This is the typical data in red that I am trying to extract from the page. Or even if this is the correct way to approach this problem.


<div id="tn15title">
<h1>Letters to Juliet <span>(<a href="/year/2010/">2010</a>) <span class="pro-link"><a href="http://pro.imdb.com/rg/maindetails-title/tconst-pro-header-link/title/tt0892318/">More at <strong>IMDbPro</strong></a>&nbsp;&raquo;</span><span class="title-extra"></span></span></h1>
</div>


<div class="info-content">
14 May 2010 (USA)
<a class="tn15more inline" href="/title/tt0892318/releaseinfo" onClick="(new Image()).src='/rg/title-tease/releasedates/images/b.gif?link=/title/tt0892318/releaseinfo';">See more</a>&nbsp;&raquo;
</div>


<div class="starbar-meta">
<b>6.3/10</b>


&nbsp;&nbsp;<a href="ratings" class="tn15more">5,802 votes</a>&nbsp;&raquo;


</div>

<h5>Runtime:</h5><div class="info-content">USA:105 min </div>

<div id="director-info" class="info">
<h5>Director:</h5>
<div class="info-content">

<a href="/name/nm0935095/" onclick="(new Image()).src='/rg/directorlist/position-1/images/b.gif?link=name/nm0935095/';">Gary Winick</a><br/>

</div>

This is the code I have tried so far

<?php 
$url = "http://www.imdb.com/title/tt0892318/";

$raw = file_get_contents($url);

echo $raw;// this value displays the whole web page

// nothing works from this point

$newlines = array("\t","\n","\r","\x20\x20","\0","\x0B");

$content = str_replace($newlines, "", html_entity_decode($raw));


$start = strpos($content,'<table cellpadding="2" class="standard_table"');

$end = strpos($content,'</table>',$start) + 8;

$table = substr($content,$start,$end-$start);


preg_match_all("|<tr(.*)</tr>|U",$table,$rows);

foreach ($rows[0] as $row){

    if ((strpos($row,'<th')===false)){
   
        preg_match_all("|<td(.*)</td>|U",$row,$cells);
       
        $number = strip_tags($cells[0][0]);
       
        $name = strip_tags($cells[0][1]);
       
        $position = strip_tags($cells[0][2]);
       
        echo "{$position} - {$name} - Number {$number} <br>\n";
   
    }

}
?>

Thanks for your help in advance

DJ

Hi there, I have been doing something similar recently to obtain data contained in an external webpage.
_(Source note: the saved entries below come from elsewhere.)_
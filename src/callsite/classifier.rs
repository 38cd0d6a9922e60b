//! Recognition of the logging facility's own entry points
//!
//! A frame is logging-internal when its function's qualified name ends in one
//! of the three entry-point names of [`Logger`](crate::Logger). That covers
//! `<StdLogger as Logger>::info` as well as any user wrapper whose name ends
//! in `::debug`, `::info` or `::error`.

use super::frames::FunctionId;
use super::names::{strip_hash, strip_shim};
use parking_lot::RwLock;
use std::collections::HashMap;
use std::sync::{Arc, OnceLock};

/// Path suffixes that mark a function as a logging entry point.
pub const LOGGING_FUNCTION_SUFFIXES: [&str; 3] = ["::debug", "::info", "::error"];

static GLOBAL_CLASSIFIER: OnceLock<Arc<FunctionClassifier>> = OnceLock::new();

/// Whether a demangled function name belongs to a logging entry point.
pub fn is_logging_function_name(name: &str) -> bool {
    let name = strip_shim(strip_hash(name));
    LOGGING_FUNCTION_SUFFIXES
        .iter()
        .any(|suffix| name.ends_with(suffix))
}

/// Classify `name` through the process-wide classifier cache.
pub fn is_logging_function(id: FunctionId, name: &str) -> bool {
    FunctionClassifier::global().classify(id, name)
}

/// Cache of function identity to "is a logging entry point".
///
/// Entries are added once per distinct function and never removed.
#[derive(Debug, Default)]
pub struct FunctionClassifier {
    known: RwLock<HashMap<FunctionId, bool>>,
}

impl FunctionClassifier {
    pub fn new() -> Self {
        Self::default()
    }

    /// The process-wide classifier shared by every logger that is not given
    /// its own.
    pub fn global() -> Arc<FunctionClassifier> {
        Arc::clone(GLOBAL_CLASSIFIER.get_or_init(|| Arc::new(FunctionClassifier::new())))
    }

    pub fn classify(&self, id: FunctionId, name: &str) -> bool {
        if let Some(&is_logger) = self.known.read().get(&id) {
            return is_logger;
        }

        let is_logger = is_logging_function_name(name);

        // A concurrent miss for the same function stores the same answer.
        self.known.write().insert(id, is_logger);
        is_logger
    }

    /// Cached classification, if this function has been seen.
    pub fn cached(&self, id: FunctionId) -> Option<bool> {
        self.known.read().get(&id).copied()
    }

    pub fn len(&self) -> usize {
        self.known.read().len()
    }

    pub fn is_empty(&self) -> bool {
        self.known.read().is_empty()
    }
}
//! Logger metrics
//!
//! Write failures are never reported to the code that logged; they are
//! counted here instead so an operator can still notice a broken destination.

use std::sync::atomic::{AtomicU64, Ordering};

/// Counters describing what a logger has done with its lines
///
/// # Example
///
/// ```
/// use lwlog::LoggerMetrics;
///
/// let metrics = LoggerMetrics::new();
/// metrics.record_written();
/// metrics.record_write_failure();
///
/// assert_eq!(metrics.lines_written(), 1);
/// assert_eq!(metrics.write_failures(), 1);
/// ```
#[derive(Debug, Default)]
pub struct LoggerMetrics {
    /// Lines handed to a destination successfully
    lines_written: AtomicU64,

    /// Lines whose write returned an error and were discarded
    write_failures: AtomicU64,

    /// Debug calls dropped because debug output was off
    debug_suppressed: AtomicU64,
}

impl LoggerMetrics {
    /// Create a new metrics instance with all counters at zero
    pub const fn new() -> Self {
        Self {
            lines_written: AtomicU64::new(0),
            write_failures: AtomicU64::new(0),
            debug_suppressed: AtomicU64::new(0),
        }
    }

    #[inline]
    pub fn lines_written(&self) -> u64 {
        self.lines_written.load(Ordering::Relaxed)
    }

    #[inline]
    pub fn write_failures(&self) -> u64 {
        self.write_failures.load(Ordering::Relaxed)
    }

    #[inline]
    pub fn debug_suppressed(&self) -> u64 {
        self.debug_suppressed.load(Ordering::Relaxed)
    }

    /// Record a line written; returns the previous count
    #[inline]
    pub fn record_written(&self) -> u64 {
        self.lines_written.fetch_add(1, Ordering::Relaxed)
    }

    /// Record a discarded write error; returns the previous count
    #[inline]
    pub fn record_write_failure(&self) -> u64 {
        self.write_failures.fetch_add(1, Ordering::Relaxed)
    }

    #[inline]
    pub fn record_debug_suppressed(&self) -> u64 {
        self.debug_suppressed.fetch_add(1, Ordering::Relaxed)
    }

    /// Share of attempted writes that failed, as a percentage (0.0 - 100.0)
    ///
    /// Returns 0.0 if nothing has been written yet.
    pub fn failure_rate(&self) -> f64 {
        let failed = self.write_failures() as f64;
        let total = failed + self.lines_written() as f64;
        if total == 0.0 {
            0.0
        } else {
            failed / total * 100.0
        }
    }

    /// Reset all counters to zero
    pub fn reset(&self) {
        self.lines_written.store(0, Ordering::Relaxed);
        self.write_failures.store(0, Ordering::Relaxed);
        self.debug_suppressed.store(0, Ordering::Relaxed);
    }
}
//! Appender over any `std::io::Write`

use crate::core::{Appender, Result};
use std::io::Write;

/// Adapts an arbitrary writer (socket, pipe, custom sink) into an appender.
#[derive(Debug)]
pub struct WriterAppender<W> {
    writer: W,
    name: String,
}

impl<W: Write + Send> WriterAppender<W> {
    pub fn new(writer: W) -> Self {
        Self::named(writer, "writer")
    }

    pub fn named(writer: W, name: impl Into<String>) -> Self {
        Self {
            writer,
            name: name.into(),
        }
    }

    pub fn into_inner(self) -> W {
        self.writer
    }
}

impl<W: Write + Send> Appender for WriterAppender<W> {
    fn append(&mut self, line: &[u8]) -> Result<()> {
        self.writer.write_all(line)?;
        Ok(())
    }

    fn flush(&mut self) -> Result<()> {
        self.writer.flush()?;
        Ok(())
    }

    fn name(&self) -> &str {
        &self.name
    }
}
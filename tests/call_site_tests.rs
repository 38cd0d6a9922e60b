//! Call-site attribution tests
//!
//! These tests verify:
//! - Lines name the function, file and line that called the logger
//! - Wrappers named like logging entry points are skipped
//! - Helpers with ordinary names are reported as the caller
//! - A logging call whose caller's frame was optimized away keeps the
//!   caller's file and line and never names the wrong function
//! - Wrapping deeper than the capture window degrades without panicking
//! - Cached and uncached resolutions agree

use lwlog::prelude::*;
use std::fmt;
use std::sync::Arc;

struct Harness {
    logger: StdLogger,
    out: MemoryAppender,
    err: MemoryAppender,
    classifier: Arc<FunctionClassifier>,
}

fn harness() -> Harness {
    let out = MemoryAppender::new();
    let err = MemoryAppender::new();
    let classifier = Arc::new(FunctionClassifier::new());
    let logger = StdLogger::builder()
        .output(Destination::new(out.clone()))
        .error_output(Destination::new(err.clone()))
        .classifier(Arc::clone(&classifier))
        .debug(true)
        .build();
    Harness {
        logger,
        out,
        err,
        classifier,
    }
}

/// The `function:(file:line)` part of a rendered line.
fn call_site_of(line: &str) -> &str {
    let start = line.find("] ").map(|pos| pos + 2).unwrap_or(0);
    let end = line.find("): ").map(|pos| pos + 1).unwrap_or(line.len());
    &line[start..end]
}

fn expected(function: &str, line: u32) -> String {
    format!("call_site_tests/{}:(call_site_tests.rs:{})", function, line)
}

/// A user logger that prefixes messages and forwards to another logger.
struct Tagged<'a> {
    tag: &'static str,
    inner: &'a dyn Logger,
}

impl Logger for Tagged<'_> {
    fn debug(&self, args: fmt::Arguments<'_>) {
        self.inner.debug(format_args!("[{}] {}", self.tag, args));
    }

    fn info(&self, args: fmt::Arguments<'_>) {
        self.inner.info(format_args!("[{}] {}", self.tag, args));
    }

    fn error(&self, args: fmt::Arguments<'_>) {
        self.inner.error(format_args!("[{}] {}", self.tag, args));
    }
}

mod wrap_a {
    #[inline(never)]
    pub fn info(logger: &dyn lwlog::Logger, message: &str) {
        lwlog::info!(logger, "{}", message);
    }
}

// Each wrapper does a little work after the call so its frame is not replaced
// by a tail call.
mod wrap_b {
    #[inline(never)]
    pub fn info(logger: &dyn lwlog::Logger, message: &str) {
        super::wrap_a::info(logger, message);
        std::hint::black_box(message);
    }
}

mod wrap_c {
    #[inline(never)]
    pub fn info(logger: &dyn lwlog::Logger, message: &str) {
        super::wrap_b::info(logger, message);
        std::hint::black_box(message);
    }
}

mod wrap_d {
    #[inline(never)]
    pub fn info(logger: &dyn lwlog::Logger, message: &str) {
        super::wrap_c::info(logger, message);
        std::hint::black_box(message);
    }
}

#[inline(never)]
fn plain_helper(logger: &StdLogger) -> u32 {
    let line = line!() + 1;
    lwlog::info!(logger, "from helper");
    line
}

/// Direct method call as the last statement: optimized builds may turn it
/// into a tail call that removes this function's frame.
#[inline(never)]
fn tail_helper(logger: &StdLogger) -> u32 {
    let line = line!() + 1;
    logger.info(format_args!("from tail helper"));
    line
}

#[inline(never)]
fn log_twice(logger: &StdLogger) -> (u32, u32) {
    let first = line!() + 1;
    lwlog::info!(logger, "first");
    let second = line!() + 1;
    lwlog::info!(logger, "second");
    (first, second)
}

#[test]
fn test_direct_call_is_attributed_to_caller() {
    let h = harness();
    let line = line!() + 1;
    h.logger.info(format_args!("direct"));

    let lines = h.out.lines();
    assert_eq!(lines.len(), 1);
    assert_eq!(
        call_site_of(&lines[0]),
        expected("test_direct_call_is_attributed_to_caller", line)
    );
}

#[test]
fn test_every_severity_is_attributed_to_caller() {
    let h = harness();
    let debug_line = line!() + 1;
    lwlog::debug!(h.logger, "d");
    let info_line = line!() + 1;
    lwlog::info!(h.logger, "i");
    let error_line = line!() + 1;
    lwlog::error!(h.logger, "e");

    let out = h.out.lines();
    let err = h.err.lines();
    let name = "test_every_severity_is_attributed_to_caller";
    assert_eq!(call_site_of(&out[0]), expected(name, debug_line));
    assert_eq!(call_site_of(&out[1]), expected(name, info_line));
    assert_eq!(call_site_of(&err[0]), expected(name, error_line));
}

#[test]
fn test_trait_wrapper_is_skipped() {
    let h = harness();
    let tagged = Tagged {
        tag: "db",
        inner: &h.logger,
    };
    let line = line!() + 1;
    tagged.error(format_args!("pool exhausted"));

    let err = h.err.lines();
    assert_eq!(err.len(), 1);
    assert_eq!(call_site_of(&err[0]), expected("test_trait_wrapper_is_skipped", line));
    assert!(err[0].ends_with("[db] pool exhausted"));
}

#[test]
fn test_trait_object_call_is_attributed_to_caller() {
    let h = harness();
    let logger: &dyn Logger = &h.logger;
    let line = line!() + 1;
    logger.info(format_args!("through dyn"));

    let out = h.out.lines();
    assert_eq!(
        call_site_of(&out[0]),
        expected("test_trait_object_call_is_attributed_to_caller", line)
    );
}

#[test]
fn test_named_wrappers_are_skipped() {
    let h = harness();
    let line = line!() + 1;
    wrap_b::info(&h.logger, "two deep");

    let out = h.out.lines();
    assert_eq!(call_site_of(&out[0]), expected("test_named_wrappers_are_skipped", line));
}

#[test]
fn test_three_wrappers_fit_the_window() {
    let h = harness();
    let line = line!() + 1;
    wrap_c::info(&h.logger, "three deep");

    let out = h.out.lines();
    assert_eq!(call_site_of(&out[0]), expected("test_three_wrappers_fit_the_window", line));
}

#[test]
fn test_wrapping_past_capture_depth_degrades() {
    let h = harness();
    wrap_d::info(&h.logger, "four deep");

    // Four wrappers fill the window above the entry point, so the outermost
    // captured wrapper is reported.
    let out = h.out.lines();
    assert_eq!(out.len(), 1);
    let site = call_site_of(&out[0]);
    assert!(site.starts_with("wrap_d/info:(call_site_tests.rs:"), "got {}", site);
    assert!(out[0].ends_with("four deep"));
}

#[test]
fn test_plain_helper_is_reported() {
    let h = harness();
    let line = plain_helper(&h.logger);

    let out = h.out.lines();
    assert_eq!(call_site_of(&out[0]), expected("plain_helper", line));
}

#[test]
fn test_tail_call_keeps_helper_location() {
    let h = harness();
    let line = tail_helper(&h.logger);

    // The helper's frame may be gone; its caller must never be named.
    let out = h.out.lines();
    let site = call_site_of(&out[0]);
    let location = format!(":(call_site_tests.rs:{})", line);
    assert!(
        site == expected("tail_helper", line) || site == location,
        "got {}",
        site
    );
}

#[cfg(debug_assertions)]
#[test]
fn test_unoptimized_tail_helper_is_named() {
    let h = harness();
    let line = tail_helper(&h.logger);

    let out = h.out.lines();
    assert_eq!(call_site_of(&out[0]), expected("tail_helper", line));
}

#[test]
fn test_repeated_calls_reuse_cache() {
    let h = harness();
    let (first, second) = log_twice(&h.logger);
    let (again, _) = log_twice(&h.logger);

    let out = h.out.lines();
    assert_eq!(out.len(), 4);
    assert_eq!(call_site_of(&out[0]), expected("log_twice", first));
    assert_eq!(call_site_of(&out[1]), expected("log_twice", second));
    assert_eq!(call_site_of(&out[2]), expected("log_twice", again));
    assert_eq!(h.logger.resolver().cached_sites(), 1);
}

#[test]
fn test_cold_and_warm_resolution_agree() {
    let h = harness();
    plain_helper(&h.logger);
    assert_eq!(h.logger.resolver().cached_sites(), 1);
    plain_helper(&h.logger);

    let out = h.out.lines();
    assert_eq!(call_site_of(&out[0]), call_site_of(&out[1]));
    assert_eq!(h.logger.resolver().cached_sites(), 1);
}

#[test]
fn test_wrappers_are_not_described() {
    let h = harness();
    wrap_c::info(&h.logger, "three deep");
    wrap_c::info(&h.logger, "again");

    // Only the function the lines are attributed to gets display strings.
    assert_eq!(h.logger.resolver().cached_sites(), 1);
    assert!(!h.classifier.is_empty());
}

#[test]
fn test_resolver_reports_its_direct_caller() {
    let resolver = CallSiteResolver::with_classifier(Arc::new(FunctionClassifier::new()));
    let line = line!() + 1;
    let site = resolver.resolve(1);

    assert_eq!(
        site.to_string(),
        expected("test_resolver_reports_its_direct_caller", line)
    );
}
I have used the DOMDocument technique to achieve this. Take a look:

<?php
$some_link = 'www.imdb.com/webpage.html';
$tagName = 'div';
$attrName = 'id';
$attrValue = 'tn15title';

$dom = new DOMDocument;
$dom->preserveWhiteSpace = false;
@$dom->loadHTMLFile($some_link);

$html = getTags($dom, $tagName, $attrName, $attrValue);
echo $html;

function getTags($dom, $tagName, $attrName, $attrValue)
{
    	$html = '';
    	$domxpath = new DOMXPath($dom);
    	$newDom = new DOMDocument;
    	$newDom->formatOutput = true;
	
	$filtered = $domxpath->query("//$tagName" . '[@' . $attrName . "='$attrValue']");
		
    	$i = 0;
   	$x = 0;
    	while( $myItem = $filtered->item($i++) )
	{		
		$html[$x] = $filtered->item($x)->nodeValue ."<br>";
    		$x++;
	}
    	return $html;
	
}
?>

You could adopt this for your needs... Here is the man page for it:
http://www.php.net/manual/en/book.dom.php

Hi Nonshatter, thanks for the reply, I have run your example on my server and there is no output to screen? This is indicative of similar tests that I have performed. What output if any are you getting?

Thanks inadvance

David

Hey David, you were right the code I posted just returned an empty array. No problem though, I just tested this code and it works on my set up.

<?php

$some_link = 'http://www.imdb.com/title/tt1055292/';
$tagName = 'h1';
$attrName = 'class';
$attrValue = 'header';

$dom = new DOMDocument;
$dom->preserveWhiteSpace = false;
@$dom->loadHTMLFile($some_link);

$html = getTags($dom, $tagName, $attrName, $attrValue);

	$i=0;
	while(isset($html[$i]))
	{
		echo $html[$i];

		$take = preg_split("/\ /", $html[$i]);

		for($n=0;$n<count($take);$n++)
		{ 
			print($take[$n]);
			echo "<br/>";
		}		
		$i++;
	}

function getTags($dom, $tagName, $attrName, $attrValue)
{
    	$html = '';
    	$domxpath = new DOMXPath($dom);
    	$newDom = new DOMDocument;
    	$newDom->formatOutput = true;
	
	$filtered = $domxpath->query("//$tagName" . '[@' . $attrName . "='$attrValue']");
		
    	$i = 0;
   	$x = 0;
    	while( $myItem = $filtered->item($i++) )
	{		
		$html[$x] = $filtered->item($x)->nodeValue ."<br>";
    		$x++;
	}
    	return $html;
	
}
?>

This returns:

Life as We Know It (2010) 
Life
as
We
Know
It (2010)

I used the preg_split function to chop up the array value. This is useful if you are returning rows of a table, <tr>'s for example. I hope this helps and let me know how it goes!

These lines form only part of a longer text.